Kidder's distant relatives had an allotment on the Tulalip Tribes reservation, and some of his kin moved there. But Kidder never did. "There just wasn't anything for me there," he said.

Kidder helped draft the paperwork for federal recognition filed almost 30 years ago. The quest became more urgent in 1979 when members lost their fishing rights after a federal judge determined the tribe was not descended from the aboriginal people.

The Bureau of Indian Affairs turned down the federal recognition petition in 1983, and the tribe submitted a new package in 1999.

The Snohomish hired anthropologists with the help of an annual $65,000 federal grant, which helped pay for an office, telephone and secretary.

Membership dues paid for stamps and once replaced the tires of the chairman, who drove across the state representing the tribe at meetings and powwows.

Genealogists used probate files, which are kept by the Bureau of Indian Affairs, to track descendants through the generations.
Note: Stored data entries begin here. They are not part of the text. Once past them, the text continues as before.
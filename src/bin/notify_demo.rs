//! Sends one sample match through every notifier configured in the
//! environment (DISCORD_WEBHOOK_URL, SLACK_WEBHOOK_URL, SMTP_*).

use chrono::Utc;
use feed_trigger::{ActionType, NotificationEvent, NotifierRegistry};

#[tokio::main]
async fn main() {
    let _ = dotenvy::dotenv();
    tracing_subscriber::fmt().with_target(false).init();
    let registry = NotifierRegistry::from_env();

    let ev = NotificationEvent {
        rule: "demo".into(),
        title: "Flash sale: 40% off mechanical keyboards".into(),
        link: "https://example.com/deals/keyboards".into(),
        source: "notify-demo".into(),
        confidence: 0.82,
        keywords: vec!["sale".into(), "keyboard".into()],
        snippet: "Flash sale on mechanical keyboards, today only.".into(),
        ts: Utc::now(),
    };

    let channels = [ActionType::Discord, ActionType::Slack, ActionType::Email];
    let mut sent = 0;
    for action in channels {
        let Some(notifier) = registry.get(action) else {
            tracing::info!(channel = %action, "not configured, skipping");
            continue;
        };
        match notifier.send(&ev).await {
            Ok(()) => {
                sent += 1;
                tracing::info!(channel = notifier.channel(), "sent");
            }
            Err(e) => tracing::warn!(channel = notifier.channel(), error = %e, "send failed"),
        }
    }

    println!("notify-demo done ({sent} sent)");
}
// src/lib.rs
// Public library surface for the binaries and integration tests.

pub mod clock;
pub mod config;
pub mod dispatch;
pub mod error;
pub mod ingest;
pub mod matcher;
pub mod notify;
pub mod scheduler;
pub mod store;

// ---- Re-exports for stable public API ----
pub use crate::clock::{Clock, ManualClock, SystemClock};
pub use crate::config::{AppConfig, FeedConfig, Field, TriggerRule};
pub use crate::dispatch::{Action, ActionType, Dispatcher};
pub use crate::error::{ConfigError, DispatchError, FetchError, StorageError};
pub use crate::ingest::types::{Entry, FeedSource};
pub use crate::matcher::{Match, MatchEngine};
pub use crate::notify::{NotificationEvent, Notifier, NotifierRegistry};
pub use crate::scheduler::{Phase, Scheduler, TickOutcome};
pub use crate::store::{InsertOutcome, Store};
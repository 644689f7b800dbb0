// tests/store_dedup.rs
use std::sync::Arc;

use chrono::{Duration as ChronoDuration, TimeZone, Utc};
use feed_trigger::{Clock, Entry, InsertOutcome, ManualClock, Store};

fn clock() -> Arc<ManualClock> {
    Arc::new(ManualClock::new(
        Utc.with_ymd_and_hms(2026, 3, 2, 10, 0, 0).unwrap(),
    ))
}

fn entry(link: &str, title: &str) -> Entry {
    Entry::new(
        "digest",
        title,
        "body",
        link,
        Utc.with_ymd_and_hms(2026, 3, 2, 9, 0, 0).unwrap(),
    )
}

#[test]
fn same_key_within_window_is_rejected() {
    let clock = clock();
    let store = Store::open_in_memory(clock.clone(), ChronoDuration::hours(24)).unwrap();

    let e = entry("https://digest.example.com/items/1", "Huge deal");
    assert!(matches!(store.insert_if_new(&e).unwrap(), InsertOutcome::Inserted(_)));

    clock.advance(ChronoDuration::hours(6));
    assert_eq!(store.insert_if_new(&e).unwrap(), InsertOutcome::Duplicate);
    assert_eq!(store.entry_count().unwrap(), 1);
}

#[test]
fn link_variants_share_a_key() {
    let store = Store::open_in_memory(clock(), ChronoDuration::hours(24)).unwrap();
    let a = entry("https://Digest.example.com/items/1/?utm_source=rss#top", "A");
    let b = entry("https://digest.example.com/items/1", "B");
    assert!(store.insert_if_new(&a).unwrap().is_new());
    assert_eq!(store.insert_if_new(&b).unwrap(), InsertOutcome::Duplicate);
}

#[test]
fn linkless_entries_dedupe_on_title_and_source() {
    let store = Store::open_in_memory(clock(), ChronoDuration::hours(24)).unwrap();
    let a = entry("", "Market  closes HIGHER");
    let b = entry("", "market closes higher");
    let other_source = Entry::new("wire", "market closes higher", "", "", a.published);
    assert!(store.insert_if_new(&a).unwrap().is_new());
    assert_eq!(store.insert_if_new(&b).unwrap(), InsertOutcome::Duplicate);
    assert!(store.insert_if_new(&other_source).unwrap().is_new());
}

#[test]
fn same_key_after_window_is_accepted() {
    let clock = clock();
    let store = Store::open_in_memory(clock.clone(), ChronoDuration::hours(24)).unwrap();

    let e = entry("https://digest.example.com/items/2", "Weekend sale");
    store.insert_if_new(&e).unwrap();
    clock.advance(ChronoDuration::hours(25));
    assert!(store.insert_if_new(&e).unwrap().is_new());
    assert_eq!(store.entry_count().unwrap(), 2);
}

#[test]
fn recent_only_returns_entries_inside_window() {
    let clock = clock();
    let store = Store::open_in_memory(clock.clone(), ChronoDuration::hours(24)).unwrap();

    store
        .insert_if_new(&entry("https://digest.example.com/old", "old"))
        .unwrap();
    clock.advance(ChronoDuration::hours(3));
    store
        .insert_if_new(&entry("https://digest.example.com/new", "new"))
        .unwrap();

    let recent = store.recent(ChronoDuration::hours(1)).unwrap();
    assert_eq!(recent.len(), 1);
    assert_eq!(recent[0].entry.title, "new");
    assert_eq!(recent[0].ingested_at, clock.now());

    let all = store.recent(ChronoDuration::hours(24)).unwrap();
    assert_eq!(
        all.iter().map(|s| s.entry.title.as_str()).collect::<Vec<_>>(),
        vec!["new", "old"]
    );
}

#[test]
fn file_store_persists_across_reopen() {
    let dir = tempfile::tempdir().unwrap();
    let path = dir.path().join("nested").join("feed.db");
    let clock = clock();
    let e = entry("https://digest.example.com/items/3", "Library hours");

    {
        let store = Store::open(&path, clock.clone(), ChronoDuration::hours(24)).unwrap();
        assert!(store.insert_if_new(&e).unwrap().is_new());
    }
    let store = Store::open(&path, clock, ChronoDuration::hours(24)).unwrap();
    assert_eq!(store.insert_if_new(&e).unwrap(), InsertOutcome::Duplicate);
    assert_eq!(store.stats().unwrap()["rss_entries"], 1);
}
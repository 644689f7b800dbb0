// src/ingest/types.rs
use chrono::{DateTime, Utc};

use crate::error::FetchError;

#[derive(Debug, Clone, serde::Serialize, serde::Deserialize, PartialEq)]
pub struct Entry {
    pub id: String,              // hash of the dedupe key
    pub title: String,           // normalized
    pub description: String,     // normalized
    pub link: String,            // as published (may be empty)
    pub published: DateTime<Utc>,
    pub source: String,          // feed name, e.g. "slickdeals"
    pub priority: i32,
    #[serde(default)]
    pub tags: Vec<String>,
}

impl Entry {
    /// Build an entry and derive its stable id from the dedupe key.
    pub fn new(
        source: impl Into<String>,
        title: impl Into<String>,
        description: impl Into<String>,
        link: impl Into<String>,
        published: DateTime<Utc>,
    ) -> Self {
        let mut e = Self {
            id: String::new(),
            title: title.into(),
            description: description.into(),
            link: link.into(),
            published,
            source: source.into(),
            priority: 0,
            tags: Vec::new(),
        };
        e.id = super::dedupe::entry_id(&e);
        e
    }

    pub fn with_priority(mut self, priority: i32) -> Self {
        self.priority = priority;
        self
    }

    pub fn with_tags(mut self, tags: Vec<String>) -> Self {
        self.tags = tags;
        self
    }

    pub fn dedupe_key(&self) -> String {
        super::dedupe::dedupe_key(&self.link, &self.title, &self.source)
    }
}

#[async_trait::async_trait]
pub trait FeedSource: Send + Sync {
    async fn fetch_latest(&self) -> Result<Vec<Entry>, FetchError>;
    fn name(&self) -> &str;
    /// Minimum spacing between two fetches of this source, in seconds.
    fn rate_limit_secs(&self) -> u64 {
        0
    }
}
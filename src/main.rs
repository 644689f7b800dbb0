//! feed-trigger: binary entrypoint.
//! Loads config, opens the store and runs the scheduler once or as a loop.

use std::path::PathBuf;
use std::process::ExitCode;
use std::sync::Arc;

use chrono::Duration as ChronoDuration;
use clap::Parser;
use tokio::sync::watch;
use tracing_subscriber::{fmt, prelude::*, EnvFilter};

use feed_trigger::ingest::providers::sources_from_config;
use feed_trigger::{AppConfig, NotifierRegistry, Scheduler, Store, SystemClock};

#[derive(Debug, Parser)]
#[command(name = "feed-trigger", version, about = "RSS ingestion and keyword trigger engine")]
struct Cli {
    /// Run a single cycle now (ignores the hour window) and exit.
    #[arg(long, conflicts_with = "start")]
    once: bool,

    /// Run the scheduler loop until SIGINT/SIGTERM.
    #[arg(long)]
    start: bool,

    /// Fetch and match, but persist nothing and send nothing.
    #[arg(long)]
    dry_run: bool,

    /// Config file (TOML, YAML or JSON by extension).
    #[arg(long, short = 'c', value_name = "PATH")]
    config: Option<PathBuf>,

    /// Debug-level logging.
    #[arg(long, short = 'v')]
    verbose: bool,
}

/// Logs go to stderr. RUST_LOG wins over `--verbose`; LOG_FORMAT=json
/// switches to JSON lines.
fn init_tracing(verbose: bool) {
    let default = if verbose {
        "feed_trigger=debug,info"
    } else {
        "feed_trigger=info,warn"
    };
    let filter = EnvFilter::try_from_default_env().unwrap_or_else(|_| EnvFilter::new(default));

    let json = std::env::var("LOG_FORMAT")
        .map(|v| v.eq_ignore_ascii_case("json"))
        .unwrap_or(false);

    let registry = tracing_subscriber::registry().with(filter);
    if json {
        registry
            .with(fmt::layer().json().with_writer(std::io::stderr))
            .init();
    } else {
        registry
            .with(fmt::layer().compact().with_writer(std::io::stderr))
            .init();
    }
}

/// Flip the watch channel on Ctrl-C or SIGTERM.
fn spawn_signal_listener(tx: watch::Sender<bool>) {
    tokio::spawn(async move {
        #[cfg(unix)]
        {
            use tokio::signal::unix::{signal, SignalKind};
            match signal(SignalKind::terminate()) {
                Ok(mut term) => {
                    tokio::select! {
                        _ = tokio::signal::ctrl_c() => {}
                        _ = term.recv() => {}
                    }
                }
                Err(e) => {
                    tracing::warn!(error = %e, "SIGTERM handler unavailable, Ctrl-C only");
                    let _ = tokio::signal::ctrl_c().await;
                }
            }
        }
        #[cfg(not(unix))]
        {
            let _ = tokio::signal::ctrl_c().await;
        }
        tracing::info!("shutdown requested, finishing current cycle");
        let _ = tx.send(true);
    });
}

#[tokio::main]
async fn main() -> ExitCode {
    // Load .env in local/dev; no-op when absent.
    let _ = dotenvy::dotenv();

    let cli = Cli::parse();
    init_tracing(cli.verbose);

    match run(cli).await {
        Ok(()) => ExitCode::SUCCESS,
        Err(e) => {
            tracing::error!("{e:#}");
            ExitCode::FAILURE
        }
    }
}

async fn run(cli: Cli) -> anyhow::Result<()> {
    let (mut cfg, path) = AppConfig::load(cli.config.as_deref())?;
    if cli.dry_run {
        cfg.scheduler.dry_run = true;
    }
    tracing::info!(
        config = ?path,
        feeds = cfg.feeds.len(),
        triggers = cfg.triggers.len(),
        dry_run = cfg.scheduler.dry_run,
        "configuration loaded"
    );

    let clock = Arc::new(SystemClock);
    let window = ChronoDuration::hours(i64::from(cfg.storage.dedup_window_hours));
    let store = Arc::new(Store::open(&cfg.storage.path, clock.clone(), window)?);
    let sources = sources_from_config(&cfg.feeds)?;
    let notifiers = NotifierRegistry::from_env();

    let mut scheduler = Scheduler::from_config(&cfg, clock, store, sources, notifiers);

    if cli.start {
        let (tx, rx) = watch::channel(false);
        spawn_signal_listener(tx);
        scheduler.run_loop(rx).await;
    } else {
        if !cli.once {
            tracing::info!("no mode flag given, running a single cycle (use --start for the loop)");
        }
        scheduler.run_once().await?;
    }
    Ok(())
}
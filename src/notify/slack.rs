use anyhow::{Context, Result};
use reqwest::Client;
use std::time::Duration;

use super::{NotificationEvent, Notifier};

pub struct SlackNotifier {
    webhook_url: String,
    client: Client,
    timeout: Duration,
}

impl SlackNotifier {
    /// `None` when SLACK_WEBHOOK_URL is unset or blank.
    pub fn from_env() -> Option<Self> {
        std::env::var("SLACK_WEBHOOK_URL")
            .ok()
            .filter(|u| !u.trim().is_empty())
            .map(Self::new)
    }

    pub fn new(url: String) -> Self {
        Self {
            webhook_url: url,
            client: Client::new(),
            timeout: Duration::from_secs(5),
        }
    }

    pub fn with_timeout(mut self, secs: u64) -> Self {
        self.timeout = Duration::from_secs(secs);
        self
    }

    fn text(ev: &NotificationEvent) -> String {
        format!(
            "*{}* <{}|{}>\nconfidence {:.2} | keywords: {}\n> {}\n@ {}",
            ev.rule,
            ev.link,
            ev.title,
            ev.confidence,
            ev.keywords.join(", "),
            ev.snippet,
            ev.ts.to_rfc3339()
        )
    }
}

#[async_trait::async_trait]
impl Notifier for SlackNotifier {
    fn channel(&self) -> &'static str {
        "slack"
    }

    async fn send(&self, ev: &NotificationEvent) -> Result<()> {
        let body = serde_json::json!({ "text": Self::text(ev) });

        self.client
            .post(&self.webhook_url)
            .timeout(self.timeout)
            .json(&body)
            .send()
            .await
            .context("slack post")?
            .error_for_status()
            .context("slack non-2xx")?;
        Ok(())
    }
}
The tribe has no blood quorum, meaning that anyone with a drop of Snohomish could be enrolled as a member.

The tribe shipped eight file boxes with photographs, testimony and documents to federal researchers and Indian-affairs officials.

And the Tulalip Tribes submitted an equally voluminous counter-petition on behalf of its 3,200 enrolled members.

"The Tulalip Tribes are the Snohomish," according to Jones.

Unlike those who stayed away, life was full of hardships for Indians who moved to the reservation, Jones said. The land was terrible, and children had their hair cut and mouths washed with soap if they spoke their native language at school.

Federal recognition — with all its benefits — was the government's payback for decades of misery, he said. "We suffered the hardships, like no elk on the reservation. And then you had people who stayed off."

"They never kept together as a community," he charged. "They never had a tribal government, if they ever had meetings. They never had a longhouse or ceremonies."

The Snohomish say the Tulalip Tribes fears losing fishing grounds, and recognition would make the federal pie for Indian benefits a bit smaller for everybody.

And while no one says it, federal recognition could eventually bring competition to the Tulalip Tribes' 227,000-square-foot casino.

Seventeen of the 29 federally recognized tribes in Washington have opened gaming operations.

"I think my phone is going to ring after recognition and it'll be one of those big (casino) developers," said Matheson, the Snohomish chairman. "And we'll say we're probably not interested, at least not right away."

He added: "I'm 76 years old. I won't get anything out of this. Except a little satisfaction."

Alex Fryer: 206-464-8124 or afryer@seattletimes.com

When is an Indian group a tribe? The federal government uses these seven criteria


• The petitioner has been identified as an American Indian entity on a substantially continuous basis since 1900.

• A predominant portion of the petitioning group comprises a distinct community and has existed as a community from historical times until the present.

• The petitioner has maintained political influence or authority over its members as an autonomous entity from historical times until the present.

• A copy of the group's present governing document including its membership criteria. In the absence of a written document, the petitioner must provide a statement describing in full its membership criteria and current governing procedures.

• The petitioner's membership consists of individuals who descend from a historical Indian tribe or from historical Indian tribes which combined and functioned as a single autonomous political entity.

• The membership of the petitioning group is composed principally of persons who are not members of any acknowledged North American Indian tribe.

• Neither the petitioner nor its members are the subject of congressional legislation that has expressly terminated or forbidden the federal relationship.